>>>>>

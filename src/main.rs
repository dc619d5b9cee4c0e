use std::process::ExitCode;

use clap::Parser;
use slicegrid::{cli, logger};

fn main() -> ExitCode {
    // Initialize session log (overwrites previous session log)
    logger::init();

    let args = cli::CliArgs::parse();
    let code = cli::run(args);
    if let Some(path) = logger::log_path() {
        slicegrid::log_info!("Session log at {}", path.display());
    }
    code
}
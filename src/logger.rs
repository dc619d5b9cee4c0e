//! Session logger — writes all log output to a single file in the OS data directory.
//!
//! The file is **truncated (overwritten) at each launch**, so it only ever
//! contains output from the most-recent session.
//!
//! Log location:
//!   Windows:  `%APPDATA%\SliceGrid\slicegrid.log`
//!   Linux:    `~/.local/share/SliceGrid/slicegrid.log`
//!   macOS:    `~/Library/Application Support/SliceGrid/slicegrid.log`
//!
//! Usage: anywhere in the crate use the `log_info!` / `log_warn!` / `log_err!`
//! macros, or call `slicegrid::logger::write_line(...)` directly. Before
//! [`init`] has run (library use, tests) every call is a no-op.

use std::fs::{self, File, OpenOptions};
use std::io::Write;
use std::path::{Path, PathBuf};
use std::sync::{Mutex, OnceLock};

use chrono::Local;

static LOG_FILE: OnceLock<Mutex<File>> = OnceLock::new();
static LOG_PATH: OnceLock<PathBuf> = OnceLock::new();

/// Returns the path to the current session log file.
pub fn log_path() -> Option<&'static PathBuf> {
    LOG_PATH.get()
}

/// Write a line to the session log. Silently ignores I/O errors so that
/// logging never crashes the application.
pub fn write_line(line: &str) {
    if let Some(mutex) = LOG_FILE.get()
        && let Ok(mut file) = mutex.lock()
    {
        let _ = writeln!(file, "{}", line);
    }
}

/// Write a timestamped, level-tagged line to the session log.
pub fn write(level: &str, msg: &str) {
    if LOG_FILE.get().is_none() {
        return;
    }
    write_line(&format!("[{}] [{}] {}", timestamp(), level, msg));
}

#[macro_export]
macro_rules! log_info {
    ($($arg:tt)*) => {
        $crate::logger::write("INFO", &format!($($arg)*));
    };
}

#[macro_export]
macro_rules! log_warn {
    ($($arg:tt)*) => {
        $crate::logger::write("WARN", &format!($($arg)*));
    };
}

#[macro_export]
macro_rules! log_err {
    ($($arg:tt)*) => {
        $crate::logger::write("ERROR", &format!($($arg)*));
    };
}

/// Initialise the session logger at the default location. Call once, early
/// in `main`.
pub fn init() {
    init_at(&log_file_path());
}

/// Initialise the session logger at an explicit path.
///
/// * Creates (or truncates) the log file.
/// * Installs a panic hook that writes the panic message to the log before
///   propagating to the default handler.
pub fn init_at(path: &Path) {
    if let Some(parent) = path.parent() {
        let _ = fs::create_dir_all(parent);
    }

    let file = OpenOptions::new()
        .create(true)
        .write(true)
        .truncate(true)
        .open(path);

    match file {
        Ok(f) => {
            let _ = LOG_PATH.set(path.to_path_buf());
            let _ = LOG_FILE.set(Mutex::new(f));
        }
        Err(e) => {
            // Not fatal, logging is simply off for this session.
            eprintln!("[logger] Failed to open log file {:?}: {}", path, e);
            return;
        }
    }

    write_line(&format!(
        "=== SliceGrid {} session started {} ===",
        env!("CARGO_PKG_VERSION"),
        Local::now().format("%Y-%m-%d %H:%M:%S %:z")
    ));
    write_line(&format!("Log file: {}", path.display()));
    write_line("");

    let prev = std::panic::take_hook();
    std::panic::set_hook(Box::new(move |info| {
        write_line(&format!("[{}] [PANIC] {}", timestamp(), info));
        prev(info);
    }));
}

fn log_file_path() -> PathBuf {
    data_dir().join("SliceGrid").join("slicegrid.log")
}

/// Platform data directory (without the app sub-folder).
fn data_dir() -> PathBuf {
    #[cfg(target_os = "windows")]
    {
        if let Ok(appdata) = std::env::var("APPDATA") {
            return PathBuf::from(appdata);
        }
    }
    #[cfg(target_os = "macos")]
    {
        if let Ok(home) = std::env::var("HOME") {
            return PathBuf::from(home)
                .join("Library")
                .join("Application Support");
        }
    }
    if let Ok(xdg) = std::env::var("XDG_DATA_HOME") {
        return PathBuf::from(xdg);
    }
    if let Ok(home) = std::env::var("HOME") {
        return PathBuf::from(home).join(".local").join("share");
    }
    PathBuf::from(".")
}

fn timestamp() -> String {
    Local::now().format("%H:%M:%S%.3f").to_string()
}

#[cfg(test)]
mod tests {
    use super::*;

    #[test]
    fn init_truncates_and_tags_lines() {
        let dir = tempfile::tempdir().unwrap();
        let path = dir.path().join("nested").join("session.log");
        std::fs::create_dir_all(path.parent().unwrap()).unwrap();
        std::fs::write(&path, "stale line from last run\n").unwrap();

        init_at(&path);
        // Another test may have won the race to initialise.
        let Some(active) = log_path() else { return };
        if active != &path {
            return;
        }
        crate::log_warn!("rejected {}", "x.gif");
        let text = std::fs::read_to_string(&path).unwrap();
        assert!(!text.contains("stale line"));
        assert!(text.starts_with("=== SliceGrid"));
        assert!(text.contains("[WARN] rejected x.gif"));
    }
}
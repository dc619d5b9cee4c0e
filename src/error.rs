// ============================================================================
// ERROR TAXONOMY — input rejection, intake, rasterization, export
// ============================================================================

use std::path::PathBuf;

/// A user-entered value that cannot be applied. The store is left untouched.
#[derive(Debug, Clone, PartialEq, thiserror::Error)]
pub enum InputError {
    #[error("{field} must be a positive number (got {value})")]
    NonPositive { field: &'static str, value: f64 },
    #[error("invalid colour '{0}', expected #rgb or #rrggbb")]
    Colour(String),
    #[error("invalid aspect ratio '{0}', expected W:H or 'free'")]
    AspectRatio(String),
}

/// Why a single file was not turned into a layer.
#[derive(Debug, thiserror::Error)]
pub enum IntakeError {
    #[error("unsupported file type {mime}; only PNG and JPEG images are accepted")]
    UnsupportedType { mime: String },
    #[error("could not decode image: {0}")]
    Decode(#[from] image::ImageError),
    #[error("could not read '{path}': {source}")]
    Read {
        path: PathBuf,
        #[source]
        source: std::io::Error,
    },
}

/// Generation aborted as a whole; no slices were produced.
#[derive(Debug, thiserror::Error)]
pub enum RasterError {
    #[error("cannot allocate a {width}x{height} raster buffer")]
    Allocation { width: u32, height: u32 },
    #[error(transparent)]
    Background(#[from] InputError),
    #[error("slice {index} failed to encode: {source}")]
    Encode {
        index: usize,
        #[source]
        source: image::ImageError,
    },
}

#[derive(Debug, thiserror::Error)]
pub enum ExportError {
    #[error("nothing to export, generate the slices first")]
    NothingGenerated,
    #[error("no slice {index}, only {count} generated")]
    NoSuchSlice { index: usize, count: usize },
    #[error("I/O error: {0}")]
    Io(#[from] std::io::Error),
    #[error("archive error: {0}")]
    Archive(#[from] zip::result::ZipError),
}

<<<<<

Working from the listing above, pick out every line that has "only" and copy it.

▶ SOLUTION
//! The file is **truncated (overwritten) at each launch**, so it only ever
    #[error("unsupported file type {mime}; only PNG and JPEG images are accepted")]
    #[error("no slice {index}, only {count} generated")]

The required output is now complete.